Gastro-duodenal ülser şikayeti olan hastalarda, etiyolojik bir faktör olarak H. pylori
enfeksiyonu olasılığı göz önünde bulundurulmalıdır.
Lansoprazol, H. pylori eradikasyonunun tedavisi için antibiyotiklerle kombine olarak
kullanılıyorsa, ayrıca bu antibiyotiklerin de ürün bilgileri takip edilmelidir.

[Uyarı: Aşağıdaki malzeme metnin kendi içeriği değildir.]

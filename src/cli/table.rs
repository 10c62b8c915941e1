//! Table formatting utilities for CLI output
//!
//! A small unified table system so the catalog, scales and report
//! commands share one column/row model instead of hand-rolled
//! println blocks per command.

use console::style;

use crate::cli::helpers::truncate_str;
use crate::cli::OutputFormat;
use crate::entities::risk::RiskBand;

/// A typed cell value with semantic meaning for formatting
#[derive(Debug, Clone)]
pub enum CellValue {
    /// Plain text, truncated to the column width
    Text(String),
    /// Risk band with color coding
    Band(RiskBand),
    /// Numeric value, right aligned
    Number(i64),
    /// Percentage, right aligned with a % suffix
    Pct(usize),
    /// Empty/placeholder
    Empty,
}

impl CellValue {
    /// Format for aligned terminal output (with colors)
    pub fn format_text(&self, width: usize) -> String {
        match self {
            CellValue::Text(s) => {
                format!(
                    "{:<width$}",
                    truncate_str(s, width.saturating_sub(2)),
                    width = width
                )
            }
            CellValue::Band(band) => {
                let s = band.label_fr();
                let styled = match band {
                    RiskBand::Low => style(s).green(),
                    RiskBand::Medium => style(s).yellow(),
                    RiskBand::High => style(s).color256(208),
                    RiskBand::Critical => style(s).red().bold(),
                };
                format!("{:<width$}", styled, width = width)
            }
            CellValue::Number(n) => format!("{:>width$}", n, width = width),
            CellValue::Pct(p) => format!("{:>width$}", format!("{}%", p), width = width),
            CellValue::Empty => format!("{:<width$}", "-", width = width),
        }
    }

    /// Format for Markdown output (no colors, escaped pipes)
    pub fn format_md(&self) -> String {
        let raw = match self {
            CellValue::Text(s) => s.clone(),
            CellValue::Band(band) => band.label_fr().to_string(),
            CellValue::Number(n) => n.to_string(),
            CellValue::Pct(p) => format!("{}%", p),
            CellValue::Empty => "-".to_string(),
        };
        raw.replace('|', "\\|")
    }

    /// Display width of the content (for dynamic column sizing)
    pub fn display_width(&self) -> usize {
        match self {
            CellValue::Text(s) => s.chars().count(),
            CellValue::Band(band) => band.label_fr().chars().count(),
            CellValue::Number(n) => n.to_string().len(),
            CellValue::Pct(p) => format!("{}%", p).len(),
            CellValue::Empty => 1,
        }
    }
}

/// Column definition with header label and maximum width
#[derive(Debug, Clone)]
pub struct ColumnDef {
    pub header: &'static str,
    pub width: usize,
}

impl ColumnDef {
    pub const fn new(header: &'static str, width: usize) -> Self {
        Self { header, width }
    }
}

/// A row of cell values, one per column
pub struct TableRow {
    pub cells: Vec<CellValue>,
}

impl TableRow {
    pub fn new() -> Self {
        Self { cells: Vec::new() }
    }

    pub fn cell(mut self, value: CellValue) -> Self {
        self.cells.push(value);
        self
    }
}

impl Default for TableRow {
    fn default() -> Self {
        Self::new()
    }
}

/// Table formatter that renders rows as aligned text or Markdown
pub struct TableFormatter<'a> {
    columns: &'a [ColumnDef],
}

impl<'a> TableFormatter<'a> {
    pub fn new(columns: &'a [ColumnDef]) -> Self {
        Self { columns }
    }

    pub fn output(&self, rows: &[TableRow], format: OutputFormat) {
        match format {
            OutputFormat::Md => self.output_md(rows),
            _ => self.output_text(rows),
        }
    }

    /// Column widths sized to content, capped at the defined width
    fn calculate_widths(&self, rows: &[TableRow]) -> Vec<usize> {
        self.columns
            .iter()
            .enumerate()
            .map(|(i, col)| {
                let max_content = rows
                    .iter()
                    .filter_map(|r| r.cells.get(i))
                    .map(|v| v.display_width())
                    .max()
                    .unwrap_or(0);
                col.header
                    .chars()
                    .count()
                    .max(max_content.saturating_add(2))
                    .min(col.width)
            })
            .collect()
    }

    fn output_text(&self, rows: &[TableRow]) {
        let widths = self.calculate_widths(rows);

        let header: Vec<String> = self
            .columns
            .iter()
            .zip(&widths)
            .map(|(col, w)| format!("{:<width$}", style(col.header).bold(), width = w))
            .collect();
        println!("{}", header.join(" "));

        let total: usize = widths.iter().sum::<usize>() + widths.len().saturating_sub(1);
        println!("{}", "-".repeat(total));

        for row in rows {
            let parts: Vec<String> = widths
                .iter()
                .enumerate()
                .map(|(i, w)| match row.cells.get(i) {
                    Some(value) => value.format_text(*w),
                    None => format!("{:<width$}", "-", width = w),
                })
                .collect();
            println!("{}", parts.join(" "));
        }
    }

    fn output_md(&self, rows: &[TableRow]) {
        let headers: Vec<String> = self.columns.iter().map(|c| c.header.to_string()).collect();
        println!("| {} |", headers.join(" | "));

        let separators: Vec<&str> = self.columns.iter().map(|_| "---").collect();
        println!("|{}|", separators.join("|"));

        for row in rows {
            let values: Vec<String> = self
                .columns
                .iter()
                .enumerate()
                .map(|(i, _)| {
                    row.cells
                        .get(i)
                        .map(|v| v.format_md())
                        .unwrap_or_else(|| "-".to_string())
                })
                .collect();
            println!("| {} |", values.join(" | "));
        }
    }
}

Bir yıldan daha uzun süredir idame tedavisi alan hastalar için sınırlı güvenlik verileri
olduğundan bu hastaların tedavileri düzenli olarak incelenmeli ve kapsamlı bir risk/yarar
değerlendirmesi yapılmalıdır.
H. pylori enfeksiyonunun eradikasyonu için tedavi edilen hastalar dışında, diyare devam
ederse, kolajen demetinin kalınlaşması veya kalın bağırsak submukozasında görülen
inflamatuvar hücrelerin infiltrasyonu ile mikroskobik kolit olasılığı nedeniyle lansoprazol
uygulaması kesilmelidir. Vakaların çoğunda, mikroskobik kolit semptomları, lansoprazolün
kesilmesiyle düzelir.
Atazanavir ve nelfinavir gibi absorpsiyonları asidik intragastrik pH’a bağlı olan HIV proteaz
inhibitörleri ile lansoprazolün birlikte uygulanması, biyoyararlanımlarındaki önemli azalma
nedeniyle önerilmez (bkz. Bölüm 4.5). Lansoprazolün HIV proteaz inhibitörleri ile birlikte
uygulanması kaçınılmazsa, yakın klinik izleme önerilir.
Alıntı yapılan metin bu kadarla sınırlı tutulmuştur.